[Start of Attachment]
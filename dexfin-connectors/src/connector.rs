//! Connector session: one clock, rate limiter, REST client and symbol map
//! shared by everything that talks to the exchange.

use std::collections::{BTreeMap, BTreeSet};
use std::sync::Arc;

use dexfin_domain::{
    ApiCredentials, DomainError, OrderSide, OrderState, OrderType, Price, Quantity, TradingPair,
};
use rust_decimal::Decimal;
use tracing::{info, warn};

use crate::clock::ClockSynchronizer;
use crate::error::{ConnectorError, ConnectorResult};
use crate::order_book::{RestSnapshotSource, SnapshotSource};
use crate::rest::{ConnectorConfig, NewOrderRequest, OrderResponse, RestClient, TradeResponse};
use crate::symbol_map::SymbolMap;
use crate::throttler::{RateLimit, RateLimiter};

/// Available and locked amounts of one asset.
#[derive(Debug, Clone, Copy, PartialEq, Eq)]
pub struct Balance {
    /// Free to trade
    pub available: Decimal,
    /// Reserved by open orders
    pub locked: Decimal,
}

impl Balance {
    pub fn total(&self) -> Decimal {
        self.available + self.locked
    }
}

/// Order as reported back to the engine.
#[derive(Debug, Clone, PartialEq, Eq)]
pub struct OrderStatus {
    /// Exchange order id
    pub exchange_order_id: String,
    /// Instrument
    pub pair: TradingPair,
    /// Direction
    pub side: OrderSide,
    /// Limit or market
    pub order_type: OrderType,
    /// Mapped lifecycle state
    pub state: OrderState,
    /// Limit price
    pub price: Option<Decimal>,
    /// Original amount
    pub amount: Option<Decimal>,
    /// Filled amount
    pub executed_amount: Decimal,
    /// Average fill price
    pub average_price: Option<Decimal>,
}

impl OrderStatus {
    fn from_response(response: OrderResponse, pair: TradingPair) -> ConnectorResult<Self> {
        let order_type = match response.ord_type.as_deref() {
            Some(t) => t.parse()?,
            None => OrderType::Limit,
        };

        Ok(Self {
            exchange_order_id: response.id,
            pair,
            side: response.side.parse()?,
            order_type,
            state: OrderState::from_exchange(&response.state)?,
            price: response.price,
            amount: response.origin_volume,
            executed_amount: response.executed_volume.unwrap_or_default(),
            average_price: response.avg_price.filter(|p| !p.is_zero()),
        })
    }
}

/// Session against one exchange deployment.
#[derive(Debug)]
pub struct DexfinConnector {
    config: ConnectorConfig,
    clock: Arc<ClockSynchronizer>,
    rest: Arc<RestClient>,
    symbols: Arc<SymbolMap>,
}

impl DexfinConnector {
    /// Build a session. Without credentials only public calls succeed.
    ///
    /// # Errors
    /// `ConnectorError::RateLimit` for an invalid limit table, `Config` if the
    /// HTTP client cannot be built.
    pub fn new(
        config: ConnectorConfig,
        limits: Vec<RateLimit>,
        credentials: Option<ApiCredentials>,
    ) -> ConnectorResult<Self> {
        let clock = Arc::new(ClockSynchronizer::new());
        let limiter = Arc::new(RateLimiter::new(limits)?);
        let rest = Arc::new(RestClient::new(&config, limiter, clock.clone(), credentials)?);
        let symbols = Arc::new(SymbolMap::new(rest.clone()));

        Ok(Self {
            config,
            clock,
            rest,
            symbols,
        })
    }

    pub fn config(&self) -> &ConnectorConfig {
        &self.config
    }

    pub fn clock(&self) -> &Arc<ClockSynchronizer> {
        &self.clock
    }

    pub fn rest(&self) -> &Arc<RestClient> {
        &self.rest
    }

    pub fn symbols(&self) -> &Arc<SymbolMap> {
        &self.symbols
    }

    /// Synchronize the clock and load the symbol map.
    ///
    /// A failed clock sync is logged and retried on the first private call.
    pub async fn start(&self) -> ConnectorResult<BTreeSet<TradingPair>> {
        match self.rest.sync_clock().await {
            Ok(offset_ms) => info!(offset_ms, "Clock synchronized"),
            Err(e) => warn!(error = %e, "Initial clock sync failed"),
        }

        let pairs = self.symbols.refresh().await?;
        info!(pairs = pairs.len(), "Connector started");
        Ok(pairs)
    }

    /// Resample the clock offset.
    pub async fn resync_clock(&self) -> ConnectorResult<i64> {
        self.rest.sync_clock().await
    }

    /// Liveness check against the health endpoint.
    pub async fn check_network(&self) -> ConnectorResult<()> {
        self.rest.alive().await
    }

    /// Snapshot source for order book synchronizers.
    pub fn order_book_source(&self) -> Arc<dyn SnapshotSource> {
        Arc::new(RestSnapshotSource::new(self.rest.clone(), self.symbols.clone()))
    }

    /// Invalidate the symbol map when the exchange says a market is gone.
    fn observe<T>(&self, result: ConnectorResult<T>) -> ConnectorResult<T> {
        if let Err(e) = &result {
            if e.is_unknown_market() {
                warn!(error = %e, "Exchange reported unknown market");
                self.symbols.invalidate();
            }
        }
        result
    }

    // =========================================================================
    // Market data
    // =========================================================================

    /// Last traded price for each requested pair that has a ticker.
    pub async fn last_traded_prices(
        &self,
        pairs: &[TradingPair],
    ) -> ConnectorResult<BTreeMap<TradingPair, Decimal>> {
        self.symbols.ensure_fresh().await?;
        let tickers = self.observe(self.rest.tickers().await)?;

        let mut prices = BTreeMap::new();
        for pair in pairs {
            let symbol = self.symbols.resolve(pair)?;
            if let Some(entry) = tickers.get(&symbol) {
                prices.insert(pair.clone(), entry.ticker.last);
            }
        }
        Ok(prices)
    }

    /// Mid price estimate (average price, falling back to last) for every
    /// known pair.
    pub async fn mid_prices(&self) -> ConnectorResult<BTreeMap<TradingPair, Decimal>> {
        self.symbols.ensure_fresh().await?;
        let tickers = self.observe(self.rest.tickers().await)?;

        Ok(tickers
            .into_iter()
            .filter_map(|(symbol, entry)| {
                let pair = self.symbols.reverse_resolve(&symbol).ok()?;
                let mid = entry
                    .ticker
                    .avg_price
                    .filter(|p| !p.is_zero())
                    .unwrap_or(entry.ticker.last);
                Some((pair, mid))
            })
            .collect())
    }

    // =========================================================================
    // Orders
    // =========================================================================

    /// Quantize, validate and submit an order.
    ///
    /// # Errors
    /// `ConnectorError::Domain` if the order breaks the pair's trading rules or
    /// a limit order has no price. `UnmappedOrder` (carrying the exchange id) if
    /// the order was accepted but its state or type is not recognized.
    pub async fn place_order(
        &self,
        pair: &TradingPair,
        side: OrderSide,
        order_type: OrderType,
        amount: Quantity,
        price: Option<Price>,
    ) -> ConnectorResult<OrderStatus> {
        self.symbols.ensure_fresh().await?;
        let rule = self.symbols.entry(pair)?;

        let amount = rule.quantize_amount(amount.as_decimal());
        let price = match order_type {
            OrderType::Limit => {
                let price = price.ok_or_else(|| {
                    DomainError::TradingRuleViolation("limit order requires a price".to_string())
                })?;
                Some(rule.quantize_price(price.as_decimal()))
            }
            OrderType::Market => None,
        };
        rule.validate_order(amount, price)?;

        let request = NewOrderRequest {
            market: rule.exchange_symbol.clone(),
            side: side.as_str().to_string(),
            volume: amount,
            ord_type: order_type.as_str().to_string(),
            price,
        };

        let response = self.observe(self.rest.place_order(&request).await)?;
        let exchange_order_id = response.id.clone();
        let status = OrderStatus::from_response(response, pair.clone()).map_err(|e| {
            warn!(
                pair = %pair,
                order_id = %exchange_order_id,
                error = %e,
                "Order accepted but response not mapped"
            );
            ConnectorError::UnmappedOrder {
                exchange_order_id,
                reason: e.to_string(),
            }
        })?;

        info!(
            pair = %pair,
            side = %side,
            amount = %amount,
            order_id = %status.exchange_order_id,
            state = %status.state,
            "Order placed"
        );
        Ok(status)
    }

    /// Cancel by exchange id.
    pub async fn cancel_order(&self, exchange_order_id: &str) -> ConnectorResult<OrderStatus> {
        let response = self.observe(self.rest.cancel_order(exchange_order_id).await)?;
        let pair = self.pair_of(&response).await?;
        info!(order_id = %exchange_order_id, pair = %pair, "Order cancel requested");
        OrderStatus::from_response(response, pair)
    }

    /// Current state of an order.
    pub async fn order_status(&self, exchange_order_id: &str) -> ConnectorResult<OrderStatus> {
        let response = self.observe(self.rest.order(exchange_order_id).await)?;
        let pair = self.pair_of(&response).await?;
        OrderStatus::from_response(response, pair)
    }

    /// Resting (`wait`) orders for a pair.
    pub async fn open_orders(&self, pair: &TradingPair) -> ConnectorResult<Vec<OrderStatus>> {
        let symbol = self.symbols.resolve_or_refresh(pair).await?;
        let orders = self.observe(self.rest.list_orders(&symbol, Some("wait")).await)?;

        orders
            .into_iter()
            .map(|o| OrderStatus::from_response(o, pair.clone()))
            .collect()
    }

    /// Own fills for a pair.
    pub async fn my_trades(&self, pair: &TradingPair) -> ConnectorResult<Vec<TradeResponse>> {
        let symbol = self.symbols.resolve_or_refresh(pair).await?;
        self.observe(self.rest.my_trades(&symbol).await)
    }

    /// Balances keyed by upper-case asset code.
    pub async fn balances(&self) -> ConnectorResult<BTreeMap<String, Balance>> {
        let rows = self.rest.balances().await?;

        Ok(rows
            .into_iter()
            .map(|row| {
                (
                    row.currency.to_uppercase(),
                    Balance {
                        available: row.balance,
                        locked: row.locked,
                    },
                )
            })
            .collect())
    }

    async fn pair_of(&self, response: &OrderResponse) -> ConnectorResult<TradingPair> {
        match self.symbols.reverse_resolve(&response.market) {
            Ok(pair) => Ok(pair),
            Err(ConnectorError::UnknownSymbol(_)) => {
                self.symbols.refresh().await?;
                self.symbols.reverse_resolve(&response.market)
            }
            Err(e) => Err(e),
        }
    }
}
[End of Attachment]
» **What to work on**: An exact, complete copy of the lines above from the one with "fills for a pair." through the one with "upper-case asset code." is the whole answer.

» **The answer**:
    /// Own fills for a pair.
    pub async fn my_trades(&self, pair: &TradingPair) -> ConnectorResult<Vec<TradeResponse>> {
        let symbol = self.symbols.resolve_or_refresh(pair).await?;
        self.observe(self.rest.my_trades(&symbol).await)
    }

    /// Balances keyed by upper-case asset code.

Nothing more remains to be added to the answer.